OAuth can’t complete inside the WebView: the provider’s consent page must run in the real system browser, then hand control back to your app via a deep link. You wire two more props and the SDK orchestrates the rest (including mandatory PKCE).

  1. Register a deep-link target for your app. Prefer a claimed https link (Android App Link / iOS Universal Link): the OS verifies domain ownership, so only your app can receive the return and another app cannot hijack it. A custom scheme (com.example.app://oauth-callback) also works and is handy in development, but any app can register the same scheme, so the return is interceptable; the mandatory PKCE check is what makes an intercepted return useless to an attacker. Use a claimed https link in production.

  2. Allow-list it. In the dashboard, open Project settings → Allowed native redirects and add the exact target. The authorize call is rejected with 403 if the redirect isn’t listed (an empty list disables native OAuth entirely).

  3. Provide a nativeOAuth config (the system-browser browser bridge plus its deep-link redirect). The bridge opens url in the system browser and resolves with the deep-link URL your app is reopened with (or null if the user dismisses it).

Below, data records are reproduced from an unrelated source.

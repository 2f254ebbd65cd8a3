//! Core traits for external collaborators.
//!
//! The healing loop depends only on these contracts: a metrics store it
//! reads windows from, a reasoning oracle that scores risk, a compute
//! control plane that scales and restarts, and a fast health probe.

use async_trait::async_trait;
use chrono::{DateTime, Utc};
use serde::{Deserialize, Serialize};

use crate::heal::models::{InstanceBounds, MetricSample};

/// Error types for collaborator calls.
#[derive(Debug, Clone, PartialEq, thiserror::Error)]
pub enum BackendError {
    /// Connection refused, DNS failure, reset
    #[error("Network error: {0}")]
    Network(String),

    #[error("Request timed out")]
    Timeout,

    /// 5xx from the collaborator
    #[error("Server error: HTTP {status}: {body}")]
    Server { status: u16, body: String },

    #[error("Unauthorized: {0}")]
    Unauthorized(String),

    #[error("Quota exceeded: {0}")]
    QuotaExceeded(String),

    /// The collaborator understood the request and refused it
    #[error("Rejected: {0}")]
    Rejected(String),

    #[error("Parse error: {0}")]
    Parse(String),
}

impl BackendError {
    /// Transport-level failures that may succeed on retry
    pub fn is_retryable(&self) -> bool {
        matches!(self, Self::Network(_) | Self::Timeout | Self::Server { .. })
    }

    /// Classify a non-success HTTP status.
    pub fn from_status(status: u16, body: String) -> Self {
        match status {
            401 | 403 => Self::Unauthorized(format!("HTTP {}: {}", status, body)),
            429 => Self::QuotaExceeded(format!("HTTP {}: {}", status, body)),
            500..=599 => Self::Server { status, body },
            _ => Self::Rejected(format!("HTTP {}: {}", status, body)),
        }
    }
}

impl From<reqwest::Error> for BackendError {
    fn from(err: reqwest::Error) -> Self {
        if err.is_timeout() {
            Self::Timeout
        } else if err.is_decode() {
            Self::Parse(err.to_string())
        } else if let Some(status) = err.status() {
            Self::from_status(status.as_u16(), err.to_string())
        } else {
            Self::Network(err.to_string())
        }
    }
}

/// Read side of the metrics store.
#[async_trait]
pub trait MetricsStore: Send + Sync {
    /// Samples for `target_id` with `since <= timestamp <= until`, any order.
    async fn query_window(
        &self,
        target_id: &str,
        since: DateTime<Utc>,
        until: DateTime<Utc>,
    ) -> Result<Vec<MetricSample>, BackendError>;
}

/// Structured scoring request sent to the reasoning oracle.
#[derive(Debug, Clone, Serialize, Deserialize)]
pub struct OracleRequest {
    /// Window, violations and alert context
    pub context: serde_json::Value,
    /// Decoding temperature, kept low for repeatable verdicts
    pub temperature: f32,
    /// Set on the corrective re-prompt after a schema mismatch
    pub correction: Option<String>,
}

/// External reasoning service producing risk verdicts.
///
/// The reply is opaque JSON; callers must validate it.
#[async_trait]
pub trait ReasoningOracle: Send + Sync {
    /// Backend identifier (e.g., model name).
    fn id(&self) -> &str;

    async fn score(&self, request: &OracleRequest) -> Result<serde_json::Value, BackendError>;
}

/// Compute platform scaling and restart API.
#[async_trait]
pub trait ComputeControl: Send + Sync {
    async fn instance_bounds(&self, target_id: &str) -> Result<InstanceBounds, BackendError>;

    /// `Err(BackendError::Rejected)` when the platform refuses the bounds.
    async fn set_instance_bounds(
        &self,
        target_id: &str,
        bounds: InstanceBounds,
    ) -> Result<(), BackendError>;

    async fn restart(&self, target_id: &str) -> Result<(), BackendError>;
}

/// Direct probe of a target's current state, independent of ingestion lag.
#[async_trait]
pub trait HealthProbe: Send + Sync {
    async fn probe(&self, target_id: &str) -> Result<MetricSample, BackendError>;
}
//! Collaborator abstraction layer.
//!
//! Provides trait-based interfaces for everything the healing loop talks to:
//! - HTTP adapters for the metrics store, health probe and compute API
//! - OpenAI-compatible reasoning oracle
//! - In-memory mocks for testing and demo mode

pub mod http;
pub mod mock;
pub mod openai;
pub mod traits;

use std::sync::Arc;
use std::time::Duration;

pub use openai::OpenAiOracle;
pub use traits::{
    BackendError, ComputeControl, HealthProbe, MetricsStore, OracleRequest, ReasoningOracle,
};

use crate::config::BackendsConfig;

/// The set of collaborators one orchestrator works against
#[derive(Clone)]
pub struct Backends {
    pub metrics: Arc<dyn MetricsStore>,
    pub oracle: Arc<dyn ReasoningOracle>,
    pub compute: Arc<dyn ComputeControl>,
    pub probe: Arc<dyn HealthProbe>,
}

impl Backends {
    /// Wire HTTP adapters from configuration.
    pub fn from_config(config: &BackendsConfig) -> Result<Self, BackendError> {
        let client = http::build_client(Duration::from_millis(config.request_timeout_ms))?;

        Ok(Self {
            metrics: Arc::new(http::HttpMetricsStore::new(
                client.clone(),
                &config.metrics_url,
            )),
            oracle: Arc::new(OpenAiOracle::new(
                client.clone(),
                &config.oracle_url,
                &config.oracle_model,
                config.oracle_api_key.clone(),
            )),
            compute: Arc::new(http::HttpComputeControl::new(
                client.clone(),
                &config.compute_url,
                config.compute_api_token.clone(),
            )),
            probe: Arc::new(http::HttpHealthProbe::new(client, &config.probe_url)),
        })
    }
}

    import { Browser } from '@capacitor/browser';
    import { App } from '@capacitor/app';
    const nativeOAuth = {
    // Prefer a claimed https link in production; a com.example.app:// custom
    // scheme also works (handy in dev, but interceptable; see the note above).
    redirect: 'https://app.example.com/oauth-callback',
    browser: {
    openOAuth: (url: string) =>
    new Promise<string | null>((resolve) => {
    App.addListener('appUrlOpen', async ({ url: returnUrl }) => {
    await Browser.close();
    resolve(returnUrl);
    }).then((handle) => {
    // Remove the listener once we've resolved, to avoid leaks across
    // repeated sign-in attempts. (Omitted here for brevity.)
    void handle;
    });
    void Browser.open({ url });
    }),
    },
    };
    <ToriiProvider publishableKey="pk_live_…" tokenCache={tokenCache} nativeOAuth={nativeOAuth}>
    <App />
    </ToriiProvider>

The SDK builds the PKCE pair, opens the authorize URL through your bridge, parses the returned deep link, and establishes the session. It surfaces any provider error through the same oauthError channel the web flow uses, and shows the legal-consent interrupt when a sign-up defers consent.

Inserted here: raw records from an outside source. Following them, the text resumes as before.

//! Controller configuration

use serde::{Deserialize, Serialize};
use std::path::Path;
use std::time::Duration;

use crate::error::HealError;

#[derive(Debug, Clone, Default, Serialize, Deserialize)]
pub struct Config {
    #[serde(default)]
    pub server: ServerConfig,
    #[serde(default)]
    pub heal: HealConfig,
    #[serde(default)]
    pub thresholds: Thresholds,
    #[serde(default)]
    pub fetcher: FetcherConfig,
    #[serde(default)]
    pub predictor: PredictorConfig,
    #[serde(default)]
    pub executor: ExecutorConfig,
    #[serde(default)]
    pub verifier: VerifierConfig,
    #[serde(default)]
    pub backends: BackendsConfig,
}

#[derive(Debug, Clone, Serialize, Deserialize)]
pub struct ServerConfig {
    /// HTTP listen address
    #[serde(default = "default_listen")]
    pub listen: String,

    /// Number of reports kept for GET /history
    #[serde(default = "default_history_capacity")]
    pub history_capacity: usize,
}

/// Loop-wide timing
#[derive(Debug, Clone, Serialize, Deserialize)]
pub struct HealConfig {
    /// Total budget for one invocation
    #[serde(default = "default_total_deadline")]
    pub total_deadline_ms: u64,

    /// Smallest remaining budget worth starting a phase with
    #[serde(default = "default_min_phase_budget")]
    pub min_phase_budget_ms: u64,

    /// Trailing window the detector looks at
    #[serde(default = "default_window_secs")]
    pub window_secs: u64,
}

/// Fixed violation thresholds, all strict (`observed > threshold`)
#[derive(Debug, Clone, Copy, PartialEq, Serialize, Deserialize)]
pub struct Thresholds {
    #[serde(default = "default_latency_ms")]
    pub latency_ms: f64,
    #[serde(default = "default_queue_lag")]
    pub queue_lag: f64,
    #[serde(default = "default_error_rate")]
    pub error_rate: f64,
    #[serde(default = "default_cpu_usage")]
    pub cpu_usage: f64,
    #[serde(default = "default_memory_usage")]
    pub memory_usage: f64,
}

#[derive(Debug, Clone, Serialize, Deserialize)]
pub struct FetcherConfig {
    #[serde(default = "default_fetch_retries")]
    pub retries: u32,
    #[serde(default = "default_fetch_backoff")]
    pub backoff_base_ms: u64,
}

#[derive(Debug, Clone, Serialize, Deserialize)]
pub struct PredictorConfig {
    /// Cap on the whole predict phase
    #[serde(default = "default_predict_timeout")]
    pub timeout_ms: u64,
    #[serde(default = "default_predict_retries")]
    pub max_retries: u32,
    #[serde(default = "default_predict_backoff")]
    pub backoff_base_ms: u64,
    #[serde(default = "default_temperature")]
    pub temperature: f32,
}

#[derive(Debug, Clone, Serialize, Deserialize)]
pub struct ExecutorConfig {
    /// Wait after a mutating action before verification
    #[serde(default = "default_settle_delay")]
    pub settle_delay_ms: u64,
    #[serde(default = "default_scale_step_min")]
    pub scale_step_min: u32,
    #[serde(default = "default_scale_step_max")]
    pub scale_step_max: u32,
    /// After a failed scale_up verification, try one restart
    #[serde(default)]
    pub fallback_to_restart: bool,
}

#[derive(Debug, Clone, Serialize, Deserialize)]
pub struct VerifierConfig {
    #[serde(default = "default_verify_attempts")]
    pub attempts: u32,
    #[serde(default = "default_verify_interval")]
    pub interval_ms: u64,
    /// Metrics-store fallback window when the probe is unreachable
    #[serde(default = "default_verify_window")]
    pub window_secs: u64,
}

#[derive(Debug, Clone, Serialize, Deserialize)]
pub struct BackendsConfig {
    #[serde(default = "default_metrics_url")]
    pub metrics_url: String,
    #[serde(default = "default_probe_url")]
    pub probe_url: String,
    #[serde(default = "default_compute_url")]
    pub compute_url: String,
    #[serde(default)]
    pub compute_api_token: Option<String>,
    /// OpenAI-compatible base URL, e.g. `http://localhost:8000/v1`
    #[serde(default = "default_oracle_url")]
    pub oracle_url: String,
    #[serde(default = "default_oracle_model")]
    pub oracle_model: String,
    #[serde(default)]
    pub oracle_api_key: Option<String>,
    /// Per-request HTTP timeout
    #[serde(default = "default_request_timeout")]
    pub request_timeout_ms: u64,
}

// Defaults
fn default_listen() -> String { "0.0.0.0:8080".to_string() }
fn default_history_capacity() -> usize { 100 }
fn default_total_deadline() -> u64 { 10_000 }
fn default_min_phase_budget() -> u64 { 250 }
fn default_window_secs() -> u64 { 300 }
fn default_latency_ms() -> f64 { 1500.0 }
fn default_queue_lag() -> f64 { 5000.0 }
fn default_error_rate() -> f64 { 0.05 }
fn default_cpu_usage() -> f64 { 0.80 }
fn default_memory_usage() -> f64 { 0.85 }
fn default_fetch_retries() -> u32 { 2 }
fn default_fetch_backoff() -> u64 { 100 }
fn default_predict_timeout() -> u64 { 3000 }
fn default_predict_retries() -> u32 { 2 }
fn default_predict_backoff() -> u64 { 200 }
fn default_temperature() -> f32 { 0.1 }
fn default_settle_delay() -> u64 { 3000 }
fn default_scale_step_min() -> u32 { 1 }
fn default_scale_step_max() -> u32 { 5 }
fn default_verify_attempts() -> u32 { 2 }
fn default_verify_interval() -> u64 { 1000 }
fn default_verify_window() -> u64 { 60 }
fn default_metrics_url() -> String { "http://localhost:8081".to_string() }
fn default_probe_url() -> String { "http://localhost:8082".to_string() }
fn default_compute_url() -> String { "http://localhost:8083".to_string() }
fn default_oracle_url() -> String { "http://localhost:8000/v1".to_string() }
fn default_oracle_model() -> String { "gemini-2.5-flash".to_string() }
fn default_request_timeout() -> u64 { 2500 }

impl Default for ServerConfig {
    fn default() -> Self {
        Self {
            listen: default_listen(),
            history_capacity: default_history_capacity(),
        }
    }
}

impl Default for HealConfig {
    fn default() -> Self {
        Self {
            total_deadline_ms: default_total_deadline(),
            min_phase_budget_ms: default_min_phase_budget(),
            window_secs: default_window_secs(),
        }
    }
}

impl HealConfig {
    pub fn total_deadline(&self) -> Duration {
        Duration::from_millis(self.total_deadline_ms)
    }

    pub fn min_phase_budget(&self) -> Duration {
        Duration::from_millis(self.min_phase_budget_ms)
    }

    pub fn window(&self) -> Duration {
        Duration::from_secs(self.window_secs)
    }
}

impl Default for Thresholds {
    fn default() -> Self {
        Self {
            latency_ms: default_latency_ms(),
            queue_lag: default_queue_lag(),
            error_rate: default_error_rate(),
            cpu_usage: default_cpu_usage(),
            memory_usage: default_memory_usage(),
        }
    }
}

impl Default for FetcherConfig {
    fn default() -> Self {
        Self {
            retries: default_fetch_retries(),
            backoff_base_ms: default_fetch_backoff(),
        }
    }
}

impl Default for PredictorConfig {
    fn default() -> Self {
        Self {
            timeout_ms: default_predict_timeout(),
            max_retries: default_predict_retries(),
            backoff_base_ms: default_predict_backoff(),
            temperature: default_temperature(),
        }
    }
}

impl Default for ExecutorConfig {
    fn default() -> Self {
        Self {
            settle_delay_ms: default_settle_delay(),
            scale_step_min: default_scale_step_min(),
            scale_step_max: default_scale_step_max(),
            fallback_to_restart: false,
        }
    }
}

impl ExecutorConfig {
    pub fn settle_delay(&self) -> Duration {
        Duration::from_millis(self.settle_delay_ms)
    }
}

impl Default for VerifierConfig {
    fn default() -> Self {
        Self {
            attempts: default_verify_attempts(),
            interval_ms: default_verify_interval(),
            window_secs: default_verify_window(),
        }
    }
}

impl Default for BackendsConfig {
    fn default() -> Self {
        Self {
            metrics_url: default_metrics_url(),
            probe_url: default_probe_url(),
            compute_url: default_compute_url(),
            compute_api_token: None,
            oracle_url: default_oracle_url(),
            oracle_model: default_oracle_model(),
            oracle_api_key: None,
            request_timeout_ms: default_request_timeout(),
        }
    }
}

impl Config {
    /// Load from a TOML file, falling back to defaults when it does not exist.
    pub fn load(path: impl AsRef<Path>) -> Result<Self, HealError> {
        let path = path.as_ref();
        if !path.exists() {
            return Ok(Self::default());
        }
        let content = std::fs::read_to_string(path)
            .map_err(|e| HealError::Config(format!("{}: {}", path.display(), e)))?;
        Self::from_toml(&content)
    }

    pub fn from_toml(content: &str) -> Result<Self, HealError> {
        let config: Config =
            toml::from_str(content).map_err(|e| HealError::Config(e.to_string()))?;
        config.validate()?;
        Ok(config)
    }

    /// Reject values the loop cannot work with.
    pub fn validate(&self) -> Result<(), HealError> {
        if self.heal.total_deadline_ms == 0 {
            return Err(HealError::Config("heal.total_deadline_ms must be > 0".into()));
        }
        if self.heal.window_secs == 0 || self.verifier.window_secs == 0 {
            return Err(HealError::Config("window sizes must be > 0".into()));
        }
        if self.verifier.attempts == 0 {
            return Err(HealError::Config("verifier.attempts must be >= 1".into()));
        }

        let t = &self.thresholds;
        for (name, value) in [
            ("error_rate", t.error_rate),
            ("cpu_usage", t.cpu_usage),
            ("memory_usage", t.memory_usage),
        ] {
            if !(0.0..=1.0).contains(&value) {
                return Err(HealError::Config(format!(
                    "thresholds.{} must be within [0, 1], got {}",
                    name, value
                )));
            }
        }
        if t.latency_ms < 0.0 || t.queue_lag < 0.0 {
            return Err(HealError::Config("thresholds must be non-negative".into()));
        }
        if !(0.0..=2.0).contains(&self.predictor.temperature) {
            return Err(HealError::Config("predictor.temperature must be within [0, 2]".into()));
        }
        Ok(())
    }
}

Both are optional and have no default; supplying tokenCache is what turns native mode on, and nativeOAuth adds OAuth on top.

NameTypeDescription
tokenCacheToriiTokenCacheSecure-storage adapter ({ getToken, saveToken, clearToken }, sync or async). Supplying it switches the SDK to cookie-less native mode.
nativeOAuth{ browser: { openOAuth: (url: string) => Promise<string | null> }; redirect: string }Native OAuth config. browser.openOAuth opens url in the system browser and resolves with the deep-link return URL (or null if cancelled); redirect is the deep-link target, which must be in the environment’s Allowed native redirects. Required (as a whole) for OAuth in native mode.